Father loaded the panniers while I held the animal’s halter, and talked and patted its neck the while. Its scales felt smooth; it was in the mood for work today. “Graah! Graah!” it brayed. It watched me with only an occasional sour glance at Father as he secured its loads. Then we set off along the track to the souk.

I drew in a lungful of crisp, dry, cool air as we walked; the dust had yet to rise to clog nostrils and throat. I smiled, but didn’t let Father see. This was my route to school, and I always drew the same pleasure from the journey. All three continents of this world were dry desert for the most part, for they lay above and below the equator. But I loved the place. It was my home, where I was born.

Father had arrived from Earth with the first group of colonists. The second group had never arrived, nor the irrigation equipment or the ships. Twenty-six years he’d been here, with no hope of leaving. And I honestly believe that while I had nothing to compare my life to, he regretted coming here. He’s pained by its resemblance to the Earth, I realised, and permanently short of temper. He always said this land took everything he ever had.

In the distance, dawn brightened the horizon’s edge. Scrub, red dunes, and a few gra-mules and smaller animals were the desert’s only population, with maybe a herd of horses if you believed old Sadiq’s tales…

Ahead lay the forest: huge trees with scaled trunks towered over the track. Calibans, the first exploratory team had unkindly called them, for the strangeness of their appearance. The name had stuck. Squat and splay-branched, their foliage drooped in sparse clusters far above us. Every morning all the trees’ limbs pointed west, towards the rising sun, while sundown saw them point east. During the day, massive boughs, which stretched high above our strung-out settlement, sometimes interwove in a slow-motion dance, and raised a wind to stir the sand. I’d watched them as a child, kneeling to pray on my mat in the yard.

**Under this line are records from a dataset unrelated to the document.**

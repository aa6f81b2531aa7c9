use super::source::{PeekOffset, SourceInput, Span};
use super::str_reader::StrPeeker;
use super::token::{operator_kind, Token, TokenKind};
use thiserror::Error;
use tracing::{debug, trace};

/// Lookahead window of the in-memory source built by `Lexer::from_str`.
pub const DEFAULT_LOOKAHEAD: usize = 64;

/// A lexer over an utf-8 string.
pub type StrLexer<'src> = Lexer<StrPeeker<'src, DEFAULT_LOOKAHEAD>>;

#[derive(Debug, Error, PartialEq, Eq, Clone)]
pub enum LexerError {
    /// No token can start with `character`.
    /// The lexer did not move: `span` points at the offending char.
    #[error("unexpected character {character:?} at {span} (offset {})", .span.char_index)]
    UnexpectedCharacter { character: char, span: Span },
}

impl LexerError {
    /// absolute char offset of the error
    pub fn position(&self) -> usize {
        match self {
            Self::UnexpectedCharacter { span, .. } => span.char_index,
        }
    }

    pub fn character(&self) -> char {
        match self {
            Self::UnexpectedCharacter { character, .. } => *character,
        }
    }
}

/// Anything that emits tokens one at a time.
pub trait Tokenize {
    fn scan_next(&mut self) -> Result<Token, LexerError>;
}

/// This struct handle the lexing
/// (sometimes called "scanning") of its input.
///
/// Each call to `scan_next` classifies the char under the cursor,
/// then reads a whole token. Once the input is exhausted,
/// it keeps returning `EndOfStream` tokens.
///
/// It is generic over its input, as long as it
/// implements the `PeekOffset` trait.
///
/// A Lexer is meant to be driven by a single owner:
/// don't share one across threads without wrapping it in a lock.
pub struct Lexer<T> {
    input: SourceInput<T>,
}

impl<'src, const SIZE: usize> Lexer<StrPeeker<'src, { SIZE }>> {
    /// Build a lexer from an utf-8 string.
    pub fn from_str(src: &'src str) -> Self {
        Self {
            input: SourceInput::from_str(src),
        }
    }
}

impl<T: PeekOffset> Lexer<T> {
    pub fn new(src: T) -> Self {
        Self {
            input: SourceInput::new(src),
        }
    }

    /// Position of the next unconsumed char.
    pub fn position(&self) -> Span {
        self.input.span()
    }

    /// Consume the char under the cursor, whatever it is.
    ///
    /// Meant for callers that want to resume scanning after a
    /// `LexerError::UnexpectedCharacter`.
    pub fn skip_unexpected(&mut self) -> Option<char> {
        self.input.advance()
    }

    fn scan_token(&mut self) -> Result<Token, LexerError> {
        while self.input.peek(0) == Some(' ') {
            self.input.advance();
        }
        let span = self.input.span();

        let c = match self.input.peek(0) {
            Some('\n') => return Ok(self.read_single_char(TokenKind::Newline)),
            Some(c) => c,
            None => return Ok(Token::new(TokenKind::EndOfStream, "", span)),
        };
        if let Some(kind) = operator_kind(c) {
            return Ok(self.read_single_char(kind));
        }
        if let Some(length) = self.string_literal_length(c) {
            return Ok(self.read_string(length));
        }
        if c.is_ascii_digit() {
            return Ok(self.read_integer());
        }
        if self.is_identifier_start(c) {
            return Ok(self.read_identifier());
        }
        if c == '=' {
            return Ok(self.read_single_char(TokenKind::Assign));
        }
        Err(LexerError::UnexpectedCharacter { character: c, span })
    }

    /// If `quote` opens a string literal closed later by the same quote,
    /// return the number of chars between both quotes.
    fn string_literal_length(&mut self, quote: char) -> Option<usize> {
        if quote != '\'' && quote != '"' {
            return None;
        }
        let mut length = 0;
        loop {
            match self.input.peek(length + 1)? {
                c if c == quote => return Some(length),
                _ => length += 1,
            }
        }
    }

    fn is_identifier_start(&mut self, c: char) -> bool {
        c.is_ascii_alphabetic()
            || (c == '_' && matches!(self.input.peek(1), Some(cc) if cc.is_ascii_alphabetic()))
    }

    fn read_single_char(&mut self, kind: TokenKind) -> Token {
        let span = self.input.span();
        let text: String = self.input.advance().into_iter().collect();
        Token::new(kind, text, span)
    }

    fn read_string(&mut self, length: usize) -> Token {
        let span = self.input.span();
        // opening quote
        self.input.advance();
        let mut text = String::with_capacity(length);
        for _ in 0..length {
            text.extend(self.input.advance());
        }
        // closing quote
        self.input.advance();
        Token::new(TokenKind::StringLiteral, text, span)
    }

    fn read_integer(&mut self) -> Token {
        let span = self.input.span();
        let text = self.read_while(|c| c.is_ascii_digit());
        Token::new(TokenKind::Integer, text, span)
    }

    fn read_identifier(&mut self) -> Token {
        let span = self.input.span();
        let mut text = String::new();
        text.extend(self.input.advance());
        text.push_str(&self.read_while(|c| c.is_ascii_alphanumeric() || c == '_'));
        Token::new(TokenKind::Identifier, text, span)
    }

    fn read_while(&mut self, accept: impl Fn(char) -> bool) -> String {
        let mut text = String::new();
        while let Some(c) = self.input.peek(0) {
            if !accept(c) {
                break;
            }
            self.input.advance();
            text.push(c);
        }
        text
    }
}

impl<T: PeekOffset> Tokenize for Lexer<T> {
    fn scan_next(&mut self) -> Result<Token, LexerError> {
        match self.scan_token() {
            Ok(token) => {
                trace!(kind = %token.kind, text = ?token.text, at = %token.span, "scanned token");
                Ok(token)
            }
            Err(error) => {
                debug!(%error, "scanning failed");
                Err(error)
            }
        }
    }
}

/// Scan a whole string, up to and including
/// the `EndOfStream` token.
pub fn tokenize(src: &str) -> Result<Vec<Token>, LexerError> {
    let mut lexer = StrLexer::from_str(src);
    let mut tokens = Vec::new();
    loop {
        let token = lexer.scan_next()?;
        let done = token.kind == TokenKind::EndOfStream;
        tokens.push(token);
        if done {
            return Ok(tokens);
        }
    }
}

#[cfg(test)]
fn scan_first(src: &str) -> Result<Token, LexerError> {
    StrLexer::from_str(src).scan_next()
}

#[cfg(test)]
fn at(char_index: usize) -> Span {
    Span {
        line: 1,
        column: char_index + 1,
        char_index,
    }
}

#[test]
fn should_parse_operator_tokens() {
    for &(op, kind) in super::token::OPERATORS {
        let src = op.to_string();
        let mut lexer = StrLexer::from_str(&src);
        assert_eq!(lexer.scan_next(), Ok(Token::new(kind, src.clone(), at(0))));
        assert_eq!(lexer.position().char_index, 1);
    }
}

#[test]
fn should_parse_newline() {
    let mut lexer = StrLexer::from_str("\n");
    assert_eq!(
        lexer.scan_next(),
        Ok(Token::new(TokenKind::Newline, "\n", at(0)))
    );
    assert_eq!(
        lexer.position(),
        Span {
            line: 2,
            column: 1,
            char_index: 1
        }
    );
}

#[test]
fn should_parse_integer_then_end_of_stream() {
    let mut lexer = StrLexer::from_str("123");
    assert_eq!(
        lexer.scan_next(),
        Ok(Token::new(TokenKind::Integer, "123", at(0)))
    );
    assert_eq!(
        lexer.scan_next(),
        Ok(Token::new(TokenKind::EndOfStream, "", at(3)))
    );
}

#[test]
fn should_parse_string_literals() {
    assert_eq!(
        scan_first("'abc'"),
        Ok(Token::new(TokenKind::StringLiteral, "abc", at(0)))
    );
    assert_eq!(
        scan_first("\"abc\""),
        Ok(Token::new(TokenKind::StringLiteral, "abc", at(0)))
    );
    // the other quote kind is plain content
    assert_eq!(
        scan_first("\"it's\""),
        Ok(Token::new(TokenKind::StringLiteral, "it's", at(0)))
    );
    assert_eq!(
        scan_first("''").map(|t| t.text),
        Ok(String::new())
    );
}

#[test]
fn should_parse_string_literal_longer_than_lookahead() {
    let content = "x".repeat(DEFAULT_LOOKAHEAD * 3);
    let src = format!("'{content}' +");
    let mut lexer = StrLexer::from_str(&src);
    assert_eq!(lexer.scan_next().map(|t| t.text), Ok(content));
    assert_eq!(lexer.scan_next().map(|t| t.kind), Ok(TokenKind::Plus));
}

#[test]
fn should_reject_unterminated_string() {
    let mut lexer = StrLexer::from_str("'abc");
    let expected = Err(LexerError::UnexpectedCharacter {
        character: '\'',
        span: at(0),
    });
    assert_eq!(lexer.scan_next(), expected);
    // nothing was consumed: same failure again
    assert_eq!(lexer.scan_next(), expected);

    // mismatched quotes don't close each other
    assert!(scan_first("'abc\"").is_err());
}

#[test]
fn should_repeat_end_of_stream() {
    let mut lexer = StrLexer::from_str("");
    for _ in 0..3 {
        assert_eq!(
            lexer.scan_next(),
            Ok(Token::new(TokenKind::EndOfStream, "", at(0)))
        );
    }
}

#[test]
fn should_parse_identifier_tokens() {
    for identifier in ["a", "abc", "a1", "a1b2c3", "a1_b2_c3", "_a", "_a_1"] {
        let mut lexer = StrLexer::from_str(identifier);
        assert_eq!(
            lexer.scan_next(),
            Ok(Token::new(TokenKind::Identifier, identifier, at(0)))
        );
        assert_eq!(
            lexer.scan_next().map(|t| t.kind),
            Ok(TokenKind::EndOfStream)
        );
    }
}

#[test]
fn should_stop_integer_at_first_letter() {
    for src in ["1a", "1a2b3c", "1a_2b_3c"] {
        let mut lexer = StrLexer::from_str(src);
        assert_eq!(
            lexer.scan_next(),
            Ok(Token::new(TokenKind::Integer, "1", at(0)))
        );
        assert_eq!(
            lexer.scan_next(),
            Ok(Token::new(TokenKind::Identifier, &src[1..], at(1)))
        );
    }
}

#[test]
fn should_parse_assign() {
    assert_eq!(
        scan_first("="),
        Ok(Token::new(TokenKind::Assign, "=", at(0)))
    );
}

#[test]
fn should_reject_unexpected_character() {
    let error = scan_first("!").unwrap_err();
    assert_eq!(error.position(), 0);
    assert_eq!(error.character(), '!');
    assert_eq!(
        error.to_string(),
        "unexpected character '!' at 1:1 (offset 0)"
    );

    // a lone underscore does not start an identifier
    assert_eq!(
        scan_first("_1"),
        Err(LexerError::UnexpectedCharacter {
            character: '_',
            span: at(0)
        })
    );
    // tabs are not skipped
    assert_eq!(scan_first("\t").map_err(|e| e.character()), Err('\t'));
    // no unicode classification
    assert_eq!(scan_first("é").map_err(|e| e.character()), Err('é'));
}

#[test]
fn should_skip_spaces_only() {
    let mut lexer = StrLexer::from_str("   x = 1 ");
    assert_eq!(
        lexer.scan_next(),
        Ok(Token::new(TokenKind::Identifier, "x", at(3)))
    );
    assert_eq!(
        lexer.scan_next(),
        Ok(Token::new(TokenKind::Assign, "=", at(5)))
    );
    assert_eq!(
        lexer.scan_next(),
        Ok(Token::new(TokenKind::Integer, "1", at(7)))
    );
    assert_eq!(
        lexer.scan_next(),
        Ok(Token::new(TokenKind::EndOfStream, "", at(9)))
    );
}

#[test]
fn should_report_position_after_skipped_spaces() {
    let mut lexer = StrLexer::from_str("a  !");
    assert!(lexer.scan_next().is_ok());
    let error = lexer.scan_next().unwrap_err();
    assert_eq!(error.position(), 3);
    assert_eq!(lexer.position().char_index, 3);
}

#[test]
fn should_resume_after_skipping_unexpected_char() {
    let mut lexer = StrLexer::from_str("a!b");
    assert_eq!(lexer.scan_next().map(|t| t.text), Ok("a".to_string()));
    assert!(lexer.scan_next().is_err());
    assert_eq!(lexer.skip_unexpected(), Some('!'));
    assert_eq!(
        lexer.scan_next(),
        Ok(Token::new(TokenKind::Identifier, "b", at(2)))
    );
}

#[test]
fn should_track_lines_across_tokens() {
    let tokens = tokenize("x = 'hi'\ny + 2").unwrap();
    let kinds: Vec<TokenKind> = tokens.iter().map(|t| t.kind).collect();
    assert_eq!(
        kinds,
        vec![
            TokenKind::Identifier,
            TokenKind::Assign,
            TokenKind::StringLiteral,
            TokenKind::Newline,
            TokenKind::Identifier,
            TokenKind::Plus,
            TokenKind::Integer,
            TokenKind::EndOfStream,
        ]
    );
    assert_eq!(tokens[2].text, "hi");
    assert_eq!(
        tokens[4].span,
        Span {
            line: 2,
            column: 1,
            char_index: 9
        }
    );
}

#[test]
fn should_be_deterministic() {
    let src = "total = 'a' + _count1\n42";
    assert_eq!(tokenize(src), tokenize(src));
}

#[test]
fn should_scan_without_lookahead_window() {
    let mut lexer = Lexer::<StrPeeker<'_, 0>>::from_str("ab = 'c' + 1");
    let mut kinds = Vec::new();
    loop {
        let token = lexer.scan_next().unwrap();
        kinds.push(token.kind);
        if token.kind == TokenKind::EndOfStream {
            break;
        }
    }
    assert_eq!(
        kinds,
        vec![
            TokenKind::Identifier,
            TokenKind::Assign,
            TokenKind::StringLiteral,
            TokenKind::Plus,
            TokenKind::Integer,
            TokenKind::EndOfStream,
        ]
    );
}

#[test]
fn should_resume_after_long_unterminated_string() {
    // the failed lookahead spills the whole tail out of the source window,
    // scanning must pick it up from there after the quote is skipped
    let content = "x".repeat(DEFAULT_LOOKAHEAD * 3 + 7);
    let src = format!("'{content}");
    let mut lexer = StrLexer::from_str(&src);
    assert_eq!(
        lexer.scan_next(),
        Err(LexerError::UnexpectedCharacter {
            character: '\'',
            span: at(0)
        })
    );
    assert_eq!(lexer.skip_unexpected(), Some('\''));
    assert_eq!(
        lexer.scan_next(),
        Ok(Token::new(TokenKind::Identifier, content.clone(), at(1)))
    );
    for _ in 0..2 {
        assert_eq!(
            lexer.scan_next(),
            Ok(Token::new(
                TokenKind::EndOfStream,
                "",
                at(content.len() + 1)
            ))
        );
    }
}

A breeze stirred now. Insects buzzed in the scrubby underbrush that grew between the bare trunks. We trudged on, the gra-mule ambling between us. The Calibans’ pendulous leaf-rods, which had surely elongated again these last few days, swayed as if to voluptuous rhythms unsensed by Father or me.

<Man is a mere insect,> their wind-dance whispered to me, <a late-comer to this our land. We have been here since the start of time. And we will still be here when awareness flees the universe.>

I was startled for a moment, then dismissed the ideas in my mind as mere fancy.